Open AccessA unified framework for joint-tissue transcriptome-wide association and Mendelian randomization analysis
Author(s) -
Dan Zhou,
Yi Jiang,
Xue Zhong,
Nancy J. Cox,
Chunyu Liu,
Eric R. Gamazon
Publication year - 2020
Publication title -
nature genetics
Language(s) - English
Resource type - Journals
SCImago Journal Rank - 18.861
H-Index - 573
eISSN - 1546-1718
pISSN - 1061-4036
DOI - 10.1038/s41588-020-0706-2
Subject(s) - mendelian randomization , imputation (statistics) , biobank , inference , computer science , genetic architecture , causal inference , biology , data mining , computational biology , artificial intelligence , missing data , machine learning , bioinformatics , quantitative trait locus , genetics , statistics , genetic variants , gene , mathematics , genotype
Here, we present a joint-tissue imputation (JTI) approach and a Mendelian randomization framework for causal inference, MR-JTI. JTI borrows information across transcriptomes of different tissues, leveraging shared genetic regulation, to improve prediction performance in a tissue-dependent manner.
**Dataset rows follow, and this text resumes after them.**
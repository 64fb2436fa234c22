//! External toolchain access.
//!
//! `dvdoll` never touches media data itself: every probe goes through
//! `ffprobe` and the remux itself is a single `ffmpeg` invocation. This module
//! names those programs ([`Toolchain`]), checks that they can be found, maps
//! the remux verbosity onto ffmpeg's `-v` option ([`FfmpegLogLevel`]), and
//! defines the [`CommandRunner`] seam through which every subprocess is
//! started.
//!
//! # Example
//!
//! ```no_run
//! use dvdoll::{CommandRunner, SystemRunner, Toolchain};
//!
//! let toolchain = Toolchain::default();
//! toolchain.ensure_available(&SystemRunner)?;
//!
//! let version = SystemRunner.capture(&toolchain.ffmpeg, &["-version".to_string()])?;
//! println!("{}", version.lines().next().unwrap_or_default());
//! # Ok::<(), dvdoll::DvdollError>(())
//! ```

use std::fmt::{Display, Formatter, Result as FmtResult};
use std::path::PathBuf;
use std::process::{Command, Stdio};
use std::str::FromStr;

use log::debug;

use crate::error::DvdollError;

/// Environment variable overriding the `ffprobe` program.
pub const FFPROBE_ENV: &str = "DVDOLL_FFPROBE";

/// Environment variable overriding the `ffmpeg` program.
pub const FFMPEG_ENV: &str = "DVDOLL_FFMPEG";

/// FFmpeg log verbosity, passed to the remux call as `-v <level>`.
///
/// # Ordering (most verbose → most quiet)
///
/// `Trace` > `Debug` > `Verbose` > `Info` > `Warning` > `Error` > `Fatal` > `Panic` > `Quiet`
#[derive(Debug, Clone, Copy, PartialEq, Eq, Hash)]
pub enum FfmpegLogLevel {
    /// Print no output at all.
    Quiet,
    /// Only log conditions the process cannot recover from.
    Panic,
    /// Only log unrecoverable errors.
    Fatal,
    /// Log recoverable errors.
    Error,
    /// Log warnings.
    Warning,
    /// Log informational messages (ffmpeg's default).
    Info,
    /// Log verbose informational messages.
    Verbose,
    /// Log debugging messages.
    Debug,
    /// Extremely verbose tracing output.
    Trace,
}

impl FfmpegLogLevel {
    /// The value ffmpeg expects after `-v`.
    pub fn as_arg(self) -> &'static str {
        match self {
            FfmpegLogLevel::Quiet => "quiet",
            FfmpegLogLevel::Panic => "panic",
            FfmpegLogLevel::Fatal => "fatal",
            FfmpegLogLevel::Error => "error",
            FfmpegLogLevel::Warning => "warning",
            FfmpegLogLevel::Info => "info",
            FfmpegLogLevel::Verbose => "verbose",
            FfmpegLogLevel::Debug => "debug",
            FfmpegLogLevel::Trace => "trace",
        }
    }
}

impl FromStr for FfmpegLogLevel {
    type Err = String;

    fn from_str(value: &str) -> Result<Self, Self::Err> {
        match value.to_ascii_lowercase().as_str() {
            "quiet" => Ok(FfmpegLogLevel::Quiet),
            "panic" => Ok(FfmpegLogLevel::Panic),
            "fatal" => Ok(FfmpegLogLevel::Fatal),
            "error" => Ok(FfmpegLogLevel::Error),
            "warning" | "warn" => Ok(FfmpegLogLevel::Warning),
            "info" => Ok(FfmpegLogLevel::Info),
            "verbose" => Ok(FfmpegLogLevel::Verbose),
            "debug" => Ok(FfmpegLogLevel::Debug),
            "trace" => Ok(FfmpegLogLevel::Trace),
            _ => Err(format!("unsupported ffmpeg log level: {value}")),
        }
    }
}

impl Display for FfmpegLogLevel {
    fn fmt(&self, f: &mut Formatter<'_>) -> FmtResult {
        f.write_str(self.as_arg())
    }
}

/// The pair of external programs a session drives.
#[derive(Debug, Clone, PartialEq, Eq)]
pub struct Toolchain {
    /// Program used for probing titles, chapters, and audio codecs.
    pub ffprobe: String,
    /// Program used for the remux.
    pub ffmpeg: String,
    /// Verbosity for the remux call. `None` leaves ffmpeg at its default.
    pub log_level: Option<FfmpegLogLevel>,
}

impl Default for Toolchain {
    fn default() -> Self {
        Self {
            ffprobe: "ffprobe".to_string(),
            ffmpeg: "ffmpeg".to_string(),
            log_level: None,
        }
    }
}

impl Toolchain {
    /// Use a different `ffprobe` program.
    #[must_use]
    pub fn with_ffprobe(mut self, program: impl Into<String>) -> Self {
        self.ffprobe = program.into();
        self
    }

    /// Use a different `ffmpeg` program.
    #[must_use]
    pub fn with_ffmpeg(mut self, program: impl Into<String>) -> Self {
        self.ffmpeg = program.into();
        self
    }

    /// Set the `-v` level for the remux call.
    #[must_use]
    pub fn with_log_level(mut self, level: FfmpegLogLevel) -> Self {
        self.log_level = Some(level);
        self
    }

    /// Check that `ffprobe` and then `ffmpeg` can be resolved.
    ///
    /// # Errors
    ///
    /// Returns [`DvdollError::ToolNotFound`] naming the first program that
    /// cannot be found.
    pub fn ensure_available<R: CommandRunner + ?Sized>(
        &self,
        runner: &R,
    ) -> Result<(), DvdollError> {
        for program in [&self.ffprobe, &self.ffmpeg] {
            let resolved = runner.locate(program)?;
            debug!("{program} resolved to {}", resolved.display());
        }
        Ok(())
    }
}

/// Starts external programs on behalf of the probe and remux steps.
///
/// The production implementation is [`SystemRunner`]. Tests substitute a
/// scripted runner so session flows can be exercised without a DVD.
pub trait CommandRunner {
    /// Resolve `program` the way the OS would when starting it.
    ///
    /// # Errors
    ///
    /// Returns [`DvdollError::ToolNotFound`] if it cannot be found.
    fn locate(&self, program: &str) -> Result<PathBuf, DvdollError> {
        which::which(program).map_err(|_| DvdollError::ToolNotFound(program.to_string()))
    }

    /// Run `program` and return its standard output.
    ///
    /// # Errors
    ///
    /// Fails if the program cannot be started or exits unsuccessfully.
    fn capture(&self, program: &str, args: &[String]) -> Result<String, DvdollError>;

    /// Run `program` attached to the current terminal.
    ///
    /// # Errors
    ///
    /// Fails if the program cannot be started or exits unsuccessfully.
    fn run(&self, program: &str, args: &[String]) -> Result<(), DvdollError>;
}

/// [`CommandRunner`] backed by [`std::process::Command`].
#[derive(Debug, Clone, Copy, Default)]
pub struct SystemRunner;

impl CommandRunner for SystemRunner {
    fn capture(&self, program: &str, args: &[String]) -> Result<String, DvdollError> {
        debug!("capturing: {}", command_line(program, args));
        let output = Command::new(program)
            .args(args)
            .stdin(Stdio::null())
            .output()
            .map_err(|source| DvdollError::Spawn {
                program: program.to_string(),
                source,
            })?;

        if !output.status.success() {
            return Err(DvdollError::ToolFailed {
                program: program.to_string(),
                status: output.status,
                stderr: String::from_utf8_lossy(&output.stderr).into_owned(),
            });
        }

        Ok(String::from_utf8_lossy(&output.stdout).into_owned())
    }

    fn run(&self, program: &str, args: &[String]) -> Result<(), DvdollError> {
        debug!("running: {}", command_line(program, args));
        let status = Command::new(program)
            .args(args)
            .stdin(Stdio::inherit())
            .stdout(Stdio::inherit())
            .stderr(Stdio::inherit())
            .status()
            .map_err(|source| DvdollError::Spawn {
                program: program.to_string(),
                source,
            })?;

        if !status.success() {
            return Err(DvdollError::ToolFailed {
                program: program.to_string(),
                status,
                stderr: String::new(),
            });
        }
        Ok(())
    }
}

/// Render a program and its arguments for diagnostics, quoting arguments
/// that contain whitespace.
pub fn command_line(program: &str, args: &[String]) -> String {
    let mut line = program.to_string();
    for arg in args {
        line.push(' ');
        if arg.is_empty() || arg.contains(char::is_whitespace) {
            line.push('"');
            line.push_str(arg);
            line.push('"');
        } else {
            line.push_str(arg);
        }
    }
    line
}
Notably, JTI includes the single-tissue imputation method PrediXcan as a special case and outperforms other single-tissue approaches (the Bayesian sparse linear mixed model and Dirichlet process regression). MR-JTI models variant-level heterogeneity (primarily due to horizontal pleiotropy, addressing a major challenge of transcriptome-wide association study interpretation) and performs causal inference with type I error control. We make explicit the connection between the genetic architecture of gene expression and of complex traits and the suitability of Mendelian randomization as a causal inference strategy for transcriptome-wide association studies. We provide a resource of imputation models generated from GTEx and PsychENCODE panels. Analysis of biobanks and meta-analysis data, and extensive simulations show substantially improved statistical power, replication and causal mapping rate for JTI relative to existing approaches.